## Exercise details
With no word left out, write out the entire listing.

[Task data]

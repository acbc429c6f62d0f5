mod bridge;
mod config;
mod database;
mod kv;

pub use bridge::{CycleStore, SCHEMA_VERSION, STORAGE_KEY};
pub use config::{Config, CycleConfig, ReconcilerConfig};
pub use database::SqliteStore;
pub use kv::{KvStore, MemoryStore};

use std::path::PathBuf;

/// Returns the data directory.
///
/// `CYCLEKEEPER_DATA_DIR` wins when set. Otherwise `~/.config/cyclekeeper/`,
/// or `~/.config/cyclekeeper-dev/` with `CYCLEKEEPER_ENV=dev`.
///
/// # Errors
/// Returns an error if creating the directory fails.
pub fn data_dir() -> std::io::Result<PathBuf> {
    let dir = match std::env::var_os("CYCLEKEEPER_DATA_DIR") {
        Some(dir) => PathBuf::from(dir),
        None => {
            let base_dir = dirs::home_dir()
                .unwrap_or_else(|| PathBuf::from("."))
                .join(".config");
            let env = std::env::var("CYCLEKEEPER_ENV").unwrap_or_else(|_| "production".to_string());
            if env == "dev" {
                base_dir.join("cyclekeeper-dev")
            } else {
                base_dir.join("cyclekeeper")
            }
        }
    };

    std::fs::create_dir_all(&dir)?;
    Ok(dir)
}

[/Task data]

## The answer
repository acbc429c6f62d0f5
mod bridge;
mod config;
mod database;
mod kv;

pub use bridge::{CycleStore, SCHEMA_VERSION, STORAGE_KEY};
pub use config::{Config, CycleConfig, ReconcilerConfig};
pub use database::SqliteStore;
pub use kv::{KvStore, MemoryStore};

use std::path::PathBuf;

/// Returns the data directory.
///
/// `CYCLEKEEPER_DATA_DIR` wins when set. Otherwise `~/.config/cyclekeeper/`,
/// or `~/.config/cyclekeeper-dev/` with `CYCLEKEEPER_ENV=dev`.
///
/// # Errors
/// Returns an error if creating the directory fails.
pub fn data_dir() -> std::io::Result<PathBuf> {
    let dir = match std::env::var_os("CYCLEKEEPER_DATA_DIR") {
        Some(dir) => PathBuf::from(dir),
        None => {
            let base_dir = dirs::home_dir()
                .unwrap_or_else(|| PathBuf::from("."))
                .join(".config");
            let env = std::env::var("CYCLEKEEPER_ENV").unwrap_or_else(|_| "production".to_string());
            if env == "dev" {
                base_dir.join("cyclekeeper-dev")
            } else {
                base_dir.join("cyclekeeper")
            }
        }
    };

    std::fs::create_dir_all(&dir)?;
    Ok(dir)
}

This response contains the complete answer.